Tout d’abord, la parole qui s’adresse à un public qui en aucun cas ne pourra le recevoir est obsolète. Mais c’est ce qui définit son rang.
Si un livre ne s’adresse qu’à des lecteurs ciblés, un public tout à fait acquis, il est inintéressant et ne survit pas au public auquel il s’adresse, la valeur d’une œuvre est mesurée en effet à la façon précisément téméraire avec laquelle elle interpelle ceux qui ne pourront pas l’accepter.
La prophétie est le nom de cette insouciance spéciale, destinée à rester inouïe et illisible. Cela ne veut pas dire que le livre compte sur le fait d’être reconnu un jour – pour l’instant lointain – une œuvre reste vivante seulement tant qu’il y a des lecteurs qui ne peuvent pas l’accepter. La canonisation, qui rend son acceptation obligatoire, est en effet la forme par excellence de sa décomposition.
C’est seulement quand une partie de l’œuvre maintient au fil du temps son caractère obsolète qu’elle peut trouver ses lecteurs authentiques, , c’est-à-dire ceux qui devront payer pour l’indifférence ou l’aversion des autres.
L’art d’écrire ne consiste donc pas seulement, comme on l’a suggéré, à dissimuler ou à ne pas dire les vérités, ce qui est le plus important pour nous, d’abord et avant tout, c’est sa capacité à sélectionner l’audience qu’il ne souhaite pas recevoir.

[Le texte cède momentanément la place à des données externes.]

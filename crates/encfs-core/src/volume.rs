//! The volume facade: open/create entry points and path-level operations.
//!
//! Construction is a single configuration record plus two top-level
//! functions rather than a staged builder, per the "builder-style volume
//! construction" design note. Path translation is recursive
//! segment-by-segment, reusing each directory's chain IV; content is
//! currently decoded/encoded as whole buffers rather than true
//! block-at-a-time lazy I/O (see [`crate::provider::read_all`]), which is a
//! pragmatic simplification for a provider-backed library rather than a
//! kernel filesystem.

use std::io::{self, Read, Write};
use std::path::{Component, Path, PathBuf};

use crate::config::{NameAlgorithm, VolumeConfig, CONFIG_FILE_NAME};
use crate::content;
use crate::error::{EncfsError, Result};
use crate::name;
use crate::provider::{self, FileProvider};
use crate::volume_key::{self, VolumeKey};

/// One entry in a plaintext directory listing.
#[derive(Debug, Clone)]
pub struct EncFile {
    pub name: String,
    pub is_directory: bool,
    /// On-disk (ciphertext) size; not the decoded plaintext length.
    pub size: u64,
}

struct ResolvedPath {
    ciphertext: PathBuf,
    /// Chain IV applicable to this path's own children, if it is a
    /// directory; unused when resolving a file path.
    chain_iv: [u8; 8],
}

/// An open EncFS volume: config, unlocked key, and the storage backend.
pub struct Volume<P: FileProvider> {
    config: VolumeConfig,
    key: VolumeKey,
    provider: P,
}

/// Open an existing volume, deriving the key from `password` and the
/// on-disk config's salt/iteration count.
#[tracing::instrument(skip(provider, password), fields(root = %provider.get_root_path().display()))]
pub fn open<P: FileProvider>(provider: P, password: &str) -> Result<Volume<P>> {
    let config_path = Path::new("/").join(CONFIG_FILE_NAME);
    let mut stream = provider.open_input_stream(&config_path)?;
    let bytes = provider::read_all(&mut stream).map_err(|e| EncfsError::io(&config_path, e))?;
    let config = VolumeConfig::parse(&bytes)?;

    let kek = volume_key::derive_password_key(&config, password)?;
    let key = volume_key::unwrap(&config, &kek)?;

    tracing::debug!("volume opened");
    Ok(Volume { config, key, provider })
}

/// Create a new volume: generates a fresh salt and volume key, wraps the
/// key under a KEK derived from `password`, and writes the config.
/// `config`'s own `salt`/`wrapped_key` fields are overwritten.
#[tracing::instrument(skip(provider, config, password))]
pub fn create<P: FileProvider>(provider: P, mut config: VolumeConfig, password: &str) -> Result<Volume<P>> {
    let mut salt = vec![0u8; 20];
    rand::fill(&mut salt[..]);
    config.salt = salt;
    config.wrapped_key = Vec::new();

    let kek = volume_key::derive_password_key(&config, password)?;
    let key = VolumeKey::random(config.key_size_bits)?;
    config.wrapped_key = volume_key::wrap(&config, &kek, &key)?;

    let bytes = config.write()?;
    let config_path = Path::new("/").join(CONFIG_FILE_NAME);
    let mut stream = provider.open_output_stream(&config_path, Some(bytes.len() as u64))?;
    stream.write_all(&bytes).map_err(|e| EncfsError::io(&config_path, e))?;

    tracing::debug!("volume created");
    Ok(Volume { config, key, provider })
}

impl<P: FileProvider> Volume<P> {
    pub fn config(&self) -> &VolumeConfig {
        &self.config
    }

    fn resolve(&self, path: &Path) -> Result<ResolvedPath> {
        self.key.with_key(|key_bytes| {
            let mut chain_iv = [0u8; 8];
            let mut ciphertext = PathBuf::from("/");
            for component in path.components() {
                let Component::Normal(segment) = component else {
                    continue;
                };
                let segment = segment
                    .to_str()
                    .ok_or_else(|| EncfsError::invalid_config("path", "non-UTF-8 path component"))?;
                let encoded = name::encrypt_name(key_bytes, self.config.name_algorithm, chain_iv, segment)?;
                ciphertext.push(encoded);
                chain_iv = name::next_chain_iv(
                    key_bytes,
                    self.config.name_algorithm,
                    self.config.chained_name_iv,
                    chain_iv,
                    segment,
                );
            }
            Ok(ResolvedPath { ciphertext, chain_iv })
        })
    }

    fn leaf_name(path: &Path) -> Result<&str> {
        path.file_name()
            .and_then(|s| s.to_str())
            .ok_or_else(|| EncfsError::invalid_config("path", "missing file name"))
    }

    /// List the plaintext contents of a directory. The on-disk config
    /// sidecar is always hidden at the volume root, for every name
    /// algorithm — it is never run through the name codec, so it can't be
    /// meaningfully decrypted, and would otherwise surface as a stray entry.
    #[tracing::instrument(skip(self), fields(dir = %dir.display()))]
    pub fn list(&self, dir: &Path) -> Result<Vec<EncFile>> {
        let resolved = self.resolve(dir)?;
        let entries = self.provider.list_files(&resolved.ciphertext)?;
        let at_root = dir == Path::new("/");

        let mut out = Vec::with_capacity(entries.len());
        for entry in entries {
            let encoded_name = entry
                .path
                .file_name()
                .and_then(|s| s.to_str())
                .ok_or_else(|| EncfsError::invalid_config("path", "non-UTF-8 directory entry"))?;
            if at_root && encoded_name == CONFIG_FILE_NAME {
                continue;
            }
            let plaintext_name = self
                .key
                .with_key(|k| name::decrypt_name(k, self.config.name_algorithm, resolved.chain_iv, encoded_name))?;
            out.push(EncFile {
                name: plaintext_name,
                is_directory: entry.is_directory,
                size: entry.size,
            });
        }
        Ok(out)
    }

    pub fn exists(&self, path: &Path) -> Result<bool> {
        let resolved = self.resolve(path)?;
        self.provider.exists(&resolved.ciphertext)
    }

    /// Open a file for reading. Decodes the whole file eagerly and hands
    /// back a `Read` over the plaintext.
    #[tracing::instrument(skip(self), fields(path = %path.display()))]
    pub fn open_read(&self, path: &Path) -> Result<io::Cursor<Vec<u8>>> {
        let resolved = self.resolve(path)?;
        let leaf = Self::leaf_name(path)?;
        let mut stream = self.provider.open_input_stream(&resolved.ciphertext)?;
        let ciphertext = provider::read_all(&mut stream).map_err(|e| EncfsError::io(&resolved.ciphertext, e))?;
        let plaintext = self
            .key
            .with_key(|k| content::decode_file(k, &self.config, leaf, &resolved.ciphertext, &ciphertext))?;
        Ok(io::Cursor::new(plaintext))
    }

    /// Open a file for writing. Writes are buffered in memory; call
    /// [`VolumeWriter::finish`] to encode and commit them. `length_hint`
    /// mirrors the capability providers that need an upfront size would
    /// use — this in-memory writer doesn't need it, but computes it anyway
    /// via [`content::ciphertext_length`] for providers that do.
    pub fn open_write(&self, path: &Path, _length_hint: Option<u64>) -> Result<VolumeWriter<'_, P>> {
        Ok(VolumeWriter {
            volume: self,
            path: path.to_path_buf(),
            buffer: Vec::new(),
        })
    }

    fn write_file_bytes(&self, path: &Path, plaintext: &[u8]) -> Result<()> {
        let resolved = self.resolve(path)?;
        let leaf = Self::leaf_name(path)?;
        let ciphertext = self.key.with_key(|k| content::encode_file(k, &self.config, leaf, plaintext))?;
        let mut stream = self
            .provider
            .open_output_stream(&resolved.ciphertext, Some(ciphertext.len() as u64))?;
        stream.write_all(&ciphertext).map_err(|e| EncfsError::io(&resolved.ciphertext, e))?;
        Ok(())
    }

    /// Create an empty file (still writes a per-file IV header under
    /// `uniqueIV`).
    pub fn create_file(&self, path: &Path) -> Result<()> {
        self.write_file_bytes(path, &[])
    }

    pub fn create_dir(&self, path: &Path) -> Result<()> {
        let resolved = self.resolve(path)?;
        self.provider.create_directory(&resolved.ciphertext)
    }

    /// Rename translates both sides; because `resolve` always re-derives
    /// the chain IV fresh from a path's own ancestry, a cross-directory
    /// rename naturally re-encrypts the name under the destination's chain
    /// IV. File contents are untouched — their IV is file-local.
    #[tracing::instrument(skip(self), fields(src = %src.display(), dst = %dst.display()))]
    pub fn rename(&self, src: &Path, dst: &Path) -> Result<()> {
        let resolved_src = self.resolve(src)?;
        let resolved_dst = self.resolve(dst)?;
        self.provider.rename(&resolved_src.ciphertext, &resolved_dst.ciphertext)
    }

    pub fn delete(&self, path: &Path) -> Result<()> {
        let resolved = self.resolve(path)?;
        self.provider.delete(&resolved.ciphertext)
    }
}

/// A buffered writer returned by [`Volume::open_write`]. Dropping it
/// without calling [`Self::finish`] discards whatever was written, mirroring
/// the "abandoned stream" resource note: nothing is committed until close.
pub struct VolumeWriter<'a, P: FileProvider> {
    volume: &'a Volume<P>,
    path: PathBuf,
    buffer: Vec<u8>,
}

impl<P: FileProvider> Write for VolumeWriter<'_, P> {
    fn write(&mut self, buf: &[u8]) -> io::Result<usize> {
        self.buffer.extend_from_slice(buf);
        Ok(buf.len())
    }

    fn flush(&mut self) -> io::Result<()> {
        Ok(())
    }
}

impl<P: FileProvider> VolumeWriter<'_, P> {
    /// Encode the buffered plaintext under stream/block/dual-mode-tail
    /// rules and commit it through the provider.
    pub fn finish(self) -> Result<()> {
        self.volume.write_file_bytes(&self.path, &self.buffer)
    }
}
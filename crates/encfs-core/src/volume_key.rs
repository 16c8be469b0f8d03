//! Volume key derivation, wrapping, and unwrapping.
//!
//! The volume key is the single AES key (and its accompanying 16-byte base
//! IV) used for every filename and content cipher operation on an open
//! volume. It never touches disk directly: the config stores it wrapped
//! under a key-encryption key (KEK) derived from the user's password via
//! PBKDF2, using the config's own salt and iteration count.

use secrecy::{ExposeSecret, SecretBox};
use subtle::ConstantTimeEq;
use zeroize::Zeroize;

use crate::config::VolumeConfig;
use crate::crypto;
use crate::error::{EncfsError, Result};

/// An unlocked AES key plus its 16-byte base IV, erased from memory on drop.
pub struct VolumeKey {
    key: SecretBox<Vec<u8>>,
    iv: SecretBox<[u8; 16]>,
}

impl VolumeKey {
    /// Build a volume key from raw bytes. `key` must be 16, 24, or 32 bytes.
    pub fn new(key: Vec<u8>, iv: [u8; 16]) -> Result<Self> {
        if !matches!(key.len(), 16 | 24 | 32) {
            return Err(EncfsError::unsupported("AES key size", format!("{} bytes", key.len())));
        }
        Ok(VolumeKey {
            key: SecretBox::new(Box::new(key)),
            iv: SecretBox::new(Box::new(iv)),
        })
    }

    /// Generate a fresh random key of the given size, for volume creation.
    pub fn random(key_size_bits: u32) -> Result<Self> {
        let key_bytes = key_size_bytes(key_size_bits)?;
        let mut key = vec![0u8; key_bytes];
        let mut iv = [0u8; 16];
        rand::fill(&mut key[..]);
        rand::fill(&mut iv[..]);
        VolumeKey::new(key, iv)
    }

    /// Expose the AES key to `f`, scoped to the call. The key never escapes
    /// this closure as an owned value.
    pub fn with_key<R>(&self, f: impl FnOnce(&[u8]) -> R) -> R {
        f(self.key.expose_secret())
    }

    /// Expose the base IV to `f`, scoped to the call.
    pub fn with_iv<R>(&self, f: impl FnOnce(&[u8; 16]) -> R) -> R {
        f(self.iv.expose_secret())
    }

    pub fn key_size_bits(&self) -> u32 {
        (self.key.expose_secret().len() * 8) as u32
    }
}

fn key_size_bytes(key_size_bits: u32) -> Result<usize> {
    match key_size_bits {
        128 | 192 | 256 => Ok((key_size_bits / 8) as usize),
        other => Err(EncfsError::unsupported("AES key size", format!("{other} bits"))),
    }
}

/// Derive the password-encryption key (KEK) from a passphrase, using the
/// config's salt and iteration count as-is. The output is `key_size_bytes +
/// 16` bytes: an AES key followed by what would conventionally be a cipher
/// IV, though here it is folded into the checksum/IV-seed computation below
/// rather than used as a literal CFB IV (see `unwrap`).
pub fn derive_password_key(config: &VolumeConfig, password: &str) -> Result<SecretBox<Vec<u8>>> {
    let key_bytes = key_size_bytes(config.key_size_bits)?;
    let out_len = key_bytes + 16;
    let derived = crypto::pbkdf2(password.as_bytes(), &config.salt, config.kdf_iterations, out_len)?;
    Ok(SecretBox::new(Box::new(derived)))
}

/// Derive the IV seed used to stream-encode/decode the wrapped key blob from
/// its stored 4-byte checksum, read as a big-endian integer. The checksum is
/// itself `MAC_32` of the plaintext key+IV, computed before encryption at
/// wrap time and read back from the blob's leading bytes at unwrap time, so
/// it's available identically on both paths without depending on the
/// ciphertext that doesn't exist yet at wrap time.
fn checksum_iv_seed(checksum: [u8; 4]) -> u64 {
    u64::from(u32::from_be_bytes(checksum))
}

/// Recover the volume key from the config's wrapped-key blob.
///
/// Any failure along this path — wrong password, corrupted blob, or
/// deliberate tampering — collapses to [`EncfsError::InvalidPassword`]: the
/// caller cannot distinguish "bad password" from "bad data" here by design.
pub fn unwrap(config: &VolumeConfig, kek: &SecretBox<Vec<u8>>) -> Result<VolumeKey> {
    let key_bytes = key_size_bytes(config.key_size_bits)?;
    let kek_bytes = kek.expose_secret();
    if kek_bytes.len() != key_bytes + 16 {
        return Err(EncfsError::InvalidPassword);
    }
    let kek_key = &kek_bytes[..key_bytes];

    if config.wrapped_key.len() < 4 {
        return Err(EncfsError::invalid_config("wrappedKey", "blob shorter than checksum field"));
    }
    let (checksum_stored, ciphertext_tail) = config.wrapped_key.split_at(4);
    let mut checksum_arr = [0u8; 4];
    checksum_arr.copy_from_slice(checksum_stored);

    let iv_seed = checksum_iv_seed(checksum_arr);
    let mut plaintext = crypto::stream_decrypt(kek_key, iv_seed, ciphertext_tail)?;

    if plaintext.len() != key_bytes + 16 {
        plaintext.zeroize();
        return Err(EncfsError::InvalidPassword);
    }

    let recomputed = crypto::mac4_from_mac64(crypto::mac64(kek_key, &plaintext, [0; 8]));
    if recomputed.ct_eq(checksum_stored).unwrap_u8() != 1 {
        plaintext.zeroize();
        return Err(EncfsError::InvalidPassword);
    }

    let key = plaintext[..key_bytes].to_vec();
    let mut iv = [0u8; 16];
    iv.copy_from_slice(&plaintext[key_bytes..key_bytes + 16]);
    plaintext.zeroize();

    VolumeKey::new(key, iv)
}

/// Wrap a volume key under a KEK, producing the bytes stored as the
/// config's `encodedKeyData`. Exact inverse of [`unwrap`].
pub fn wrap(config: &VolumeConfig, kek: &SecretBox<Vec<u8>>, volume_key: &VolumeKey) -> Result<Vec<u8>> {
    let key_bytes = key_size_bytes(config.key_size_bits)?;
    let kek_bytes = kek.expose_secret();
    if kek_bytes.len() != key_bytes + 16 {
        return Err(EncfsError::invalid_config("derivedKek", "unexpected KEK length"));
    }
    let kek_key = &kek_bytes[..key_bytes];

    let mut plaintext = volume_key.with_key(|k| {
        volume_key.with_iv(|iv| {
            let mut v = Vec::with_capacity(key_bytes + 16);
            v.extend_from_slice(k);
            v.extend_from_slice(iv);
            v
        })
    });

    let checksum = crypto::mac4_from_mac64(crypto::mac64(kek_key, &plaintext, [0; 8]));
    let iv_seed = checksum_iv_seed(checksum);
    let ciphertext_tail = crypto::stream_encrypt(kek_key, iv_seed, &plaintext)?;
    plaintext.zeroize();

    let mut blob = Vec::with_capacity(4 + ciphertext_tail.len());
    blob.extend_from_slice(&checksum);
    blob.extend_from_slice(&ciphertext_tail);
    Ok(blob)
}

#[cfg(test)]
mod tests {
    use super::*;

    fn config_with(salt: Vec<u8>, wrapped_key: Vec<u8>) -> VolumeConfig {
        VolumeConfig::new(
            "test",
            crate::config::ContentAlgorithm::Cbc,
            crate::config::NameAlgorithm::Block,
            192,
            1024,
            true,
            true,
            true,
            false,
            0,
            0,
            1000,
            salt,
            wrapped_key,
        )
        .unwrap()
    }

    #[test]
    fn wrap_unwrap_roundtrip() {
        let salt = b"some-salt-bytes-".to_vec();
        let mut config = config_with(salt.clone(), Vec::new());
        let kek = derive_password_key(&config, "correct horse battery staple").unwrap();

        let volume_key = VolumeKey::random(192).unwrap();
        let wrapped = wrap(&config, &kek, &volume_key).unwrap();
        config.wrapped_key = wrapped;

        let recovered = unwrap(&config, &kek).unwrap();
        volume_key.with_key(|expected_key| {
            recovered.with_key(|actual_key| assert_eq!(expected_key, actual_key));
        });
        volume_key.with_iv(|expected_iv| {
            recovered.with_iv(|actual_iv| assert_eq!(expected_iv, actual_iv));
        });
    }

    #[test]
    fn wrong_password_is_invalid_password_not_corrupt() {
        let salt = b"another-salt-bya".to_vec();
        let mut config = config_with(salt, Vec::new());
        let kek = derive_password_key(&config, "right password").unwrap();
        let volume_key = VolumeKey::random(192).unwrap();
        config.wrapped_key = wrap(&config, &kek, &volume_key).unwrap();

        let wrong_kek = derive_password_key(&config, "wrong password").unwrap();
        let err = unwrap(&config, &wrong_kek).unwrap_err();
        assert!(matches!(err, EncfsError::InvalidPassword));
    }

    #[test]
    fn tampered_blob_is_invalid_password() {
        let salt = b"yet-another-salt".to_vec();
        let mut config = config_with(salt, Vec::new());
        let kek = derive_password_key(&config, "hunter2").unwrap();
        let volume_key = VolumeKey::random(192).unwrap();
        let mut wrapped = wrap(&config, &kek, &volume_key).unwrap();
        let last = wrapped.len() - 1;
        wrapped[last] ^= 0xFF;
        config.wrapped_key = wrapped;

        let err = unwrap(&config, &kek).unwrap_err();
        assert!(matches!(err, EncfsError::InvalidPassword));
    }

    #[test]
    fn rejects_unsupported_key_size() {
        let err = VolumeKey::new(vec![0u8; 20], [0u8; 16]).unwrap_err();
        assert!(matches!(err, EncfsError::Unsupported { .. }));
    }
}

Il va sans dire que cette sélection n’est pas le résultat d’un calcul ou d’un projet, mais seulement d’un langage qui ne concède rien à l’actualité, en d’autres termes les règles qui définissent ce qui peut être dit et comment on le dit.
Qu’elle soit claire et ferme – ou, comme c’est souvent le cas, obscure et balbutiante –cette parole est prophétique dans tous les cas, parole dont l’efficacité est précisément due au fait qu’elle n’est pas entendue.